Stored data:
────────────────
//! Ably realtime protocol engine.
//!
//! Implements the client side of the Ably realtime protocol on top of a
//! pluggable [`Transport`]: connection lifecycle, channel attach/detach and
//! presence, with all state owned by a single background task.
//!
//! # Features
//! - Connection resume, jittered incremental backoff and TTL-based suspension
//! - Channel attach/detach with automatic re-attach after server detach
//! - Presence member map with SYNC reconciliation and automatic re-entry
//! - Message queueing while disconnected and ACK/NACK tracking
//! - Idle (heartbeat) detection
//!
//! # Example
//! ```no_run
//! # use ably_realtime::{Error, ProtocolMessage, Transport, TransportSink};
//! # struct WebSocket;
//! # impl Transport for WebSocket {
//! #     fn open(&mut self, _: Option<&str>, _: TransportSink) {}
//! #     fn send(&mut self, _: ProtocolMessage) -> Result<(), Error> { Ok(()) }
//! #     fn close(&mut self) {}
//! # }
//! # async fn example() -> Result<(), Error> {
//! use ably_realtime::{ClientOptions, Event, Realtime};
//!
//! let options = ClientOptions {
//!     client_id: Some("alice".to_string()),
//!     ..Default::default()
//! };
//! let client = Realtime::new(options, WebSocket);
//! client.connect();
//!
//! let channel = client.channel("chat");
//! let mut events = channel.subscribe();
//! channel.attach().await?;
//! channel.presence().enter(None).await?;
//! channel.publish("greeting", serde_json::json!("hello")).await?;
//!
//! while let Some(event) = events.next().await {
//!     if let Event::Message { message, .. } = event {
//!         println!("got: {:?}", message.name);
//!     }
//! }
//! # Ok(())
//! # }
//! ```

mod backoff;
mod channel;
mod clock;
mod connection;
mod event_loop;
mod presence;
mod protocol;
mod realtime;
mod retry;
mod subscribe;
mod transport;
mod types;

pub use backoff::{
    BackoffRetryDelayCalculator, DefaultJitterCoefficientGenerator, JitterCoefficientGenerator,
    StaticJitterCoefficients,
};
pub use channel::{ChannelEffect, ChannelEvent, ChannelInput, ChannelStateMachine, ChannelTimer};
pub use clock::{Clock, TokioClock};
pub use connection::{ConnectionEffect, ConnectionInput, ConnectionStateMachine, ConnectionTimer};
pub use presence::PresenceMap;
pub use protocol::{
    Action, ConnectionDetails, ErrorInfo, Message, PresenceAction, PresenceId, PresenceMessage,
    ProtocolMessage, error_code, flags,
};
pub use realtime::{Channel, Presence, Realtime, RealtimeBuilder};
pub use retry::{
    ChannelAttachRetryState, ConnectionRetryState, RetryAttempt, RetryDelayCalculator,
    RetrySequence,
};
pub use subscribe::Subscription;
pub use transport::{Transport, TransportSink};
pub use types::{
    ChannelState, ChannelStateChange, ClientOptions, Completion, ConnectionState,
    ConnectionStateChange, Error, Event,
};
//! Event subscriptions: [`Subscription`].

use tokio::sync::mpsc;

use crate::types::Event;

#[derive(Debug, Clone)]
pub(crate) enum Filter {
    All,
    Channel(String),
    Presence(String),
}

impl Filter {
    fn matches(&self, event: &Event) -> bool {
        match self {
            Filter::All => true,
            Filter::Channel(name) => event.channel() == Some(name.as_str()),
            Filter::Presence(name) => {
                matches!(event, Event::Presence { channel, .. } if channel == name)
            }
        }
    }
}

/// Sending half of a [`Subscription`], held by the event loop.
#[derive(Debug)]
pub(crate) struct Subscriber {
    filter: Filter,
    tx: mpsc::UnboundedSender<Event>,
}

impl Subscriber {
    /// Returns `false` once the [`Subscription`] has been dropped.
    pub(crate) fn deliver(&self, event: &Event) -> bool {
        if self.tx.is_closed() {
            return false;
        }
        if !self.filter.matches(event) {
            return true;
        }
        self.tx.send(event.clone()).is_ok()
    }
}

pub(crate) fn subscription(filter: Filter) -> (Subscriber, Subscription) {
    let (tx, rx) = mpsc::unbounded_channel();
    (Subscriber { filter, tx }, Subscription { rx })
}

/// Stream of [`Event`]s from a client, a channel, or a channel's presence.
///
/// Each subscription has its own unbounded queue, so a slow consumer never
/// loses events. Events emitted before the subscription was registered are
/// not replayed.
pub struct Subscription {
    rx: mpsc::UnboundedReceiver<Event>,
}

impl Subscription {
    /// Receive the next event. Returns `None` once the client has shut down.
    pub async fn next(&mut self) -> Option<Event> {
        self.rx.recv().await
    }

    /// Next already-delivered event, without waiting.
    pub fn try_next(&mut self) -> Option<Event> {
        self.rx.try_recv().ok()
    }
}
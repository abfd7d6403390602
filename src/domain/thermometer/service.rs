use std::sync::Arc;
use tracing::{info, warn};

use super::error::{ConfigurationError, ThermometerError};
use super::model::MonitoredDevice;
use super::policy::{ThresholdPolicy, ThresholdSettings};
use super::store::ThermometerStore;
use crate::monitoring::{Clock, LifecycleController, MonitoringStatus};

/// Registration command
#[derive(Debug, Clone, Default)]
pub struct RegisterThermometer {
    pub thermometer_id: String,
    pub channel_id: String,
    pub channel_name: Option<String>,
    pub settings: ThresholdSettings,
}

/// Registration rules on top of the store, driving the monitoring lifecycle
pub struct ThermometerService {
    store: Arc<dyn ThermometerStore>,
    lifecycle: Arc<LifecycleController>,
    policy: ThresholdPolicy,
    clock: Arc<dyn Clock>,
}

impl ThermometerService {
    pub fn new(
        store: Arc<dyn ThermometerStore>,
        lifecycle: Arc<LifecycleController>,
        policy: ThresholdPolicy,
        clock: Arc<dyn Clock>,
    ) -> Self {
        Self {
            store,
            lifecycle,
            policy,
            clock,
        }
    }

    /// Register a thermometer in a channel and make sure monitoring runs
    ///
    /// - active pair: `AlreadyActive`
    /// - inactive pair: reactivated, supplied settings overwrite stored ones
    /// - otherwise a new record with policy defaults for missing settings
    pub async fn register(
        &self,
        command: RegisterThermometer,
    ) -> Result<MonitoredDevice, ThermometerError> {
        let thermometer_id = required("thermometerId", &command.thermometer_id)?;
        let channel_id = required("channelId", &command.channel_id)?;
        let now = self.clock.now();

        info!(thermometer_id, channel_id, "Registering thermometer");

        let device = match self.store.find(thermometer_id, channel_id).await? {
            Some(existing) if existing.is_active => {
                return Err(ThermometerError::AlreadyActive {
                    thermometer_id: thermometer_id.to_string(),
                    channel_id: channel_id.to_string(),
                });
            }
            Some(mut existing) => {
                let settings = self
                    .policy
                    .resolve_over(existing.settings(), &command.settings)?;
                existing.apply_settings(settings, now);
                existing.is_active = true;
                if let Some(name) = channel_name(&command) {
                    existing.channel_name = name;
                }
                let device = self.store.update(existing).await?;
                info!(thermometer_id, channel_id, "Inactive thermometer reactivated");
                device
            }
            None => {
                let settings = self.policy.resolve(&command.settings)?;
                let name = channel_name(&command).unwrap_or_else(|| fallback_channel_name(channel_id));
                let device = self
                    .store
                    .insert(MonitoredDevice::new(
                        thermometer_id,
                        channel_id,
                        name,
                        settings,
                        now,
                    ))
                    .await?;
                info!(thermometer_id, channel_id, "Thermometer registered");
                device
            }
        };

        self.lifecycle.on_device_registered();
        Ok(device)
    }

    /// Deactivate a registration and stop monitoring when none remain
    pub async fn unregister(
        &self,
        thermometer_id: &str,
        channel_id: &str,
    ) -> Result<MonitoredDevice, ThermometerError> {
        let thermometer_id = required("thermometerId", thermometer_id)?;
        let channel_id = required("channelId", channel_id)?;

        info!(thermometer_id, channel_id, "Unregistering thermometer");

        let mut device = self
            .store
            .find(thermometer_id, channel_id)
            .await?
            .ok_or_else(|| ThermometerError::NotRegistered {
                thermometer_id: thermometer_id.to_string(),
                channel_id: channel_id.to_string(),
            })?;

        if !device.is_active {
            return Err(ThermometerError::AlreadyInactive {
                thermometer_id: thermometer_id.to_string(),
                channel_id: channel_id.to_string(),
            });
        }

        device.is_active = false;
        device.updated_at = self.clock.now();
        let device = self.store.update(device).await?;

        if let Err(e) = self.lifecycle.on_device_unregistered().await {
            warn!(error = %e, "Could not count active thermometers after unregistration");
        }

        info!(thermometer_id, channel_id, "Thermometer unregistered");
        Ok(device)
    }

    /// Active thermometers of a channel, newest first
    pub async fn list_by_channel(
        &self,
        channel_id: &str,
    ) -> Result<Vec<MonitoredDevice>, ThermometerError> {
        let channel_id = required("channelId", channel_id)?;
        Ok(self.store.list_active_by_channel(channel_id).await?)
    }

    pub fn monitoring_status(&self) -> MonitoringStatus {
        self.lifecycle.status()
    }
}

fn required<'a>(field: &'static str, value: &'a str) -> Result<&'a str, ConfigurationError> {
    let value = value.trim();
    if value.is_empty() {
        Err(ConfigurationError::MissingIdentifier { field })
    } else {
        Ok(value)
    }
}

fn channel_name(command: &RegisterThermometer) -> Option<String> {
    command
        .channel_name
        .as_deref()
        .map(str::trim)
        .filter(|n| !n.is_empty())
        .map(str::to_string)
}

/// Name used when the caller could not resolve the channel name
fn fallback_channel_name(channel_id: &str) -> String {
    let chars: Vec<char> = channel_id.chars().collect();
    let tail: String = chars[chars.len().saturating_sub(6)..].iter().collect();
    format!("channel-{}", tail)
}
────────────────
Work order: Within the data, how many lines hold the string "ClientOptions"? Answer with the number and nothing more.

Response area: 3